* _What is being asked_
Copy each line that contains the string "derive", taking them from the material.

START Information

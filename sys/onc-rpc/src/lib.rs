// This Source Code Form is subject to the terms of the Mozilla Public
// License, v. 2.0. If a copy of the MPL was not distributed with this
// file, You can obtain one at https://mozilla.org/MPL/2.0/.

//! ONC RPC call/reply envelope and record-marking framer.
//!
//! Two transports are supported: TCP, where each message is split into one
//! or more record-marked fragments, and UDP, where a single datagram is a
//! complete message. Both deliver the same [`RpcCall`] to the dispatcher.

use thiserror::Error;
use tokio::io::{AsyncReadExt, AsyncWriteExt};
use xdr::{Packer, Unpacker, XdrError};

pub const MSG_CALL: u32 = 0;
pub const MSG_REPLY: u32 = 1;
pub const RPC_VERSION: u32 = 2;

pub const REPLY_ACCEPTED: u32 = 0;
pub const ACCEPT_SUCCESS: u32 = 0;

pub const AUTH_NULL: u32 = 0;

/// High bit of a TCP record marker flags the final fragment of a message.
const RM_LAST_FRAGMENT: u32 = 0x8000_0000;
const RM_LENGTH_MASK: u32 = 0x7fff_ffff;

#[derive(Debug, Error)]
pub enum RpcError {
    #[error("xdr error: {0}")]
    Xdr(#[from] XdrError),
    #[error("io error: {0}")]
    Io(#[from] std::io::Error),
    #[error("connection closed")]
    Closed,
    #[error("fragment exceeds maximum message size")]
    TooLarge,
}

pub type Result<T> = std::result::Result<T, RpcError>;

/// An opaque authentication credential/verifier, as carried by every call
/// and reply. This gateway only ever presents and expects `AUTH_NULL`.
#[derive(Debug, Clone, Default, PartialEq, Eq)]
pub struct OpaqueAuth {
    pub flavor: u32,
    pub body: Vec<u8>,
}

impl OpaqueAuth {
    pub fn null() -> Self {
        Self { flavor: AUTH_NULL, body: Vec::new() }
    }

    fn pack(&self, p: &mut Packer) {
        p.pack_uint(self.flavor);
        p.pack_opaque(&self.body);
    }

    fn unpack(u: &mut Unpacker) -> Result<Self> {
        let flavor = u.unpack_uint()?;
        let body = u.unpack_opaque()?.to_vec();
        Ok(Self { flavor, body })
    }
}

/// A decoded RPC call header. `args` holds the XDR-encoded procedure
/// arguments, unconsumed by this layer, for the dispatcher to decode.
#[derive(Debug, Clone)]
pub struct RpcCall {
    pub xid: u32,
    pub program: u32,
    pub version: u32,
    pub procedure: u32,
    pub cred: OpaqueAuth,
    pub verf: OpaqueAuth,
    pub args: Vec<u8>,
}

/// Parses one full RPC call message (already defragmented, for TCP).
pub fn decode_call(message: &[u8]) -> Result<RpcCall> {
    let mut u = Unpacker::new(message);
    let xid = u.unpack_uint()?;
    let msg_type = u.unpack_uint()?;
    if msg_type != MSG_CALL {
        return Err(RpcError::Xdr(XdrError::Conversion(msg_type)));
    }
    let _rpc_version = u.unpack_uint()?;
    let program = u.unpack_uint()?;
    let version = u.unpack_uint()?;
    let procedure = u.unpack_uint()?;
    let cred = OpaqueAuth::unpack(&mut u)?;
    let verf = OpaqueAuth::unpack(&mut u)?;
    let args = message[u.position()..].to_vec();
    Ok(RpcCall { xid, program, version, procedure, cred, verf, args })
}

/// Packs a `REPLY_ACCEPTED` / `SUCCESS` reply envelope around an
/// already-encoded procedure result.
pub fn encode_success_reply(xid: u32, result: &[u8]) -> Vec<u8> {
    let mut p = Packer::new();
    p.pack_uint(xid);
    p.pack_uint(MSG_REPLY);
    p.pack_uint(REPLY_ACCEPTED);
    OpaqueAuth::null().pack(&mut p);
    p.pack_uint(ACCEPT_SUCCESS);
    let mut bytes = p.into_bytes();
    bytes.extend_from_slice(result);
    bytes
}

/// Reads successive TCP fragments until a last-fragment marker, returning
/// the concatenated payload. Returns `Ok(None)` on clean EOF before any
/// bytes of a new message are read (the framer's sole signal that the
/// client disconnected).
pub async fn read_tcp_message<R>(reader: &mut R, max_message_size: usize) -> Result<Option<Vec<u8>>>
where
    R: tokio::io::AsyncRead + Unpin,
{
    let mut message = Vec::new();
    loop {
        let mut marker_buf = [0u8; 4];
        match reader.read_exact(&mut marker_buf).await {
            Ok(()) => {}
            Err(e) if e.kind() == std::io::ErrorKind::UnexpectedEof && message.is_empty() => {
                return Ok(None);
            }
            Err(e) => return Err(RpcError::Io(e)),
        }
        let marker = u32::from_be_bytes(marker_buf);
        let last = marker & RM_LAST_FRAGMENT != 0;
        let len = (marker & RM_LENGTH_MASK) as usize;
        if message.len() + len > max_message_size {
            return Err(RpcError::TooLarge);
        }
        let mut fragment = vec![0u8; len];
        reader.read_exact(&mut fragment).await?;
        message.extend_from_slice(&fragment);
        if last {
            break;
        }
    }
    Ok(Some(message))
}

/// Writes `payload` as a single, last-fragment TCP record.
pub async fn write_tcp_message<W>(writer: &mut W, payload: &[u8]) -> Result<()>
where
    W: tokio::io::AsyncWrite + Unpin,
{
    let marker = RM_LAST_FRAGMENT | (payload.len() as u32 & RM_LENGTH_MASK);
    writer.write_all(&marker.to_be_bytes()).await?;
    writer.write_all(payload).await?;
    writer.flush().await?;
    Ok(())
}

#[cfg(test)]
mod tests {
    use super::*;

    #[test]
    fn success_reply_envelope_shape() {
        let bytes = encode_success_reply(42, &[9, 9]);
        let mut u = Unpacker::new(&bytes);
        assert_eq!(u.unpack_uint().unwrap(), 42);
        assert_eq!(u.unpack_uint().unwrap(), MSG_REPLY);
        assert_eq!(u.unpack_uint().unwrap(), REPLY_ACCEPTED);
        assert_eq!(u.unpack_uint().unwrap(), AUTH_NULL); // verf flavor
        assert_eq!(u.unpack_opaque().unwrap(), &[] as &[u8]); // verf body
        assert_eq!(u.unpack_uint().unwrap(), ACCEPT_SUCCESS);
        assert_eq!(&bytes[u.position()..], &[9, 9]);
    }

    #[test]
    fn decode_call_splits_header_from_args() {
        let mut p = Packer::new();
        p.pack_uint(7); // xid
        p.pack_uint(MSG_CALL);
        p.pack_uint(RPC_VERSION);
        p.pack_uint(0x0607AF); // program
        p.pack_uint(1); // version
        p.pack_uint(10); // procedure
        OpaqueAuth::null().pack(&mut p);
        OpaqueAuth::null().pack(&mut p);
        p.pack_uint(0xAAAA_BBBB); // arg payload begins here
        let bytes = p.into_bytes();

        let call = decode_call(&bytes).unwrap();
        assert_eq!(call.xid, 7);
        assert_eq!(call.program, 0x0607AF);
        assert_eq!(call.version, 1);
        assert_eq!(call.procedure, 10);
        let mut au = Unpacker::new(&call.args);
        assert_eq!(au.unpack_uint().unwrap(), 0xAAAA_BBBB);
    }

    #[tokio::test]
    async fn tcp_roundtrip_single_fragment() {
        let payload = b"hello fragment".to_vec();
        let mut wire = Vec::new();
        write_tcp_message(&mut wire, &payload).await.unwrap();

        // high bit of the marker must always be set on emitted records
        let marker = u32::from_be_bytes(wire[0..4].try_into().unwrap());
        assert_ne!(marker & RM_LAST_FRAGMENT, 0);

        let mut cursor = std::io::Cursor::new(wire);
        let got = read_tcp_message(&mut cursor, 1 << 20).await.unwrap().unwrap();
        assert_eq!(got, payload);
    }

    #[tokio::test]
    async fn tcp_roundtrip_multi_fragment() {
        let part_a = vec![1u8; 10];
        let part_b = vec![2u8; 5];
        let mut wire = Vec::new();
        let marker_a = (part_a.len() as u32) & RM_LENGTH_MASK; // not last
        wire.extend_from_slice(&marker_a.to_be_bytes());
        wire.extend_from_slice(&part_a);
        let marker_b = RM_LAST_FRAGMENT | (part_b.len() as u32);
        wire.extend_from_slice(&marker_b.to_be_bytes());
        wire.extend_from_slice(&part_b);

        let mut cursor = std::io::Cursor::new(wire);
        let got = read_tcp_message(&mut cursor, 1 << 20).await.unwrap().unwrap();
        let mut expected = part_a;
        expected.extend_from_slice(&part_b);
        assert_eq!(got, expected);
    }

    #[tokio::test]
    async fn clean_eof_before_any_fragment_is_none() {
        let mut cursor = std::io::Cursor::new(Vec::<u8>::new());
        let got = read_tcp_message(&mut cursor, 1 << 20).await.unwrap();
        assert!(got.is_none());
    }
}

END Information

* _Answer space_
#[derive(Debug, Error)]
#[derive(Debug, Clone, Default, PartialEq, Eq)]
#[derive(Debug, Clone)]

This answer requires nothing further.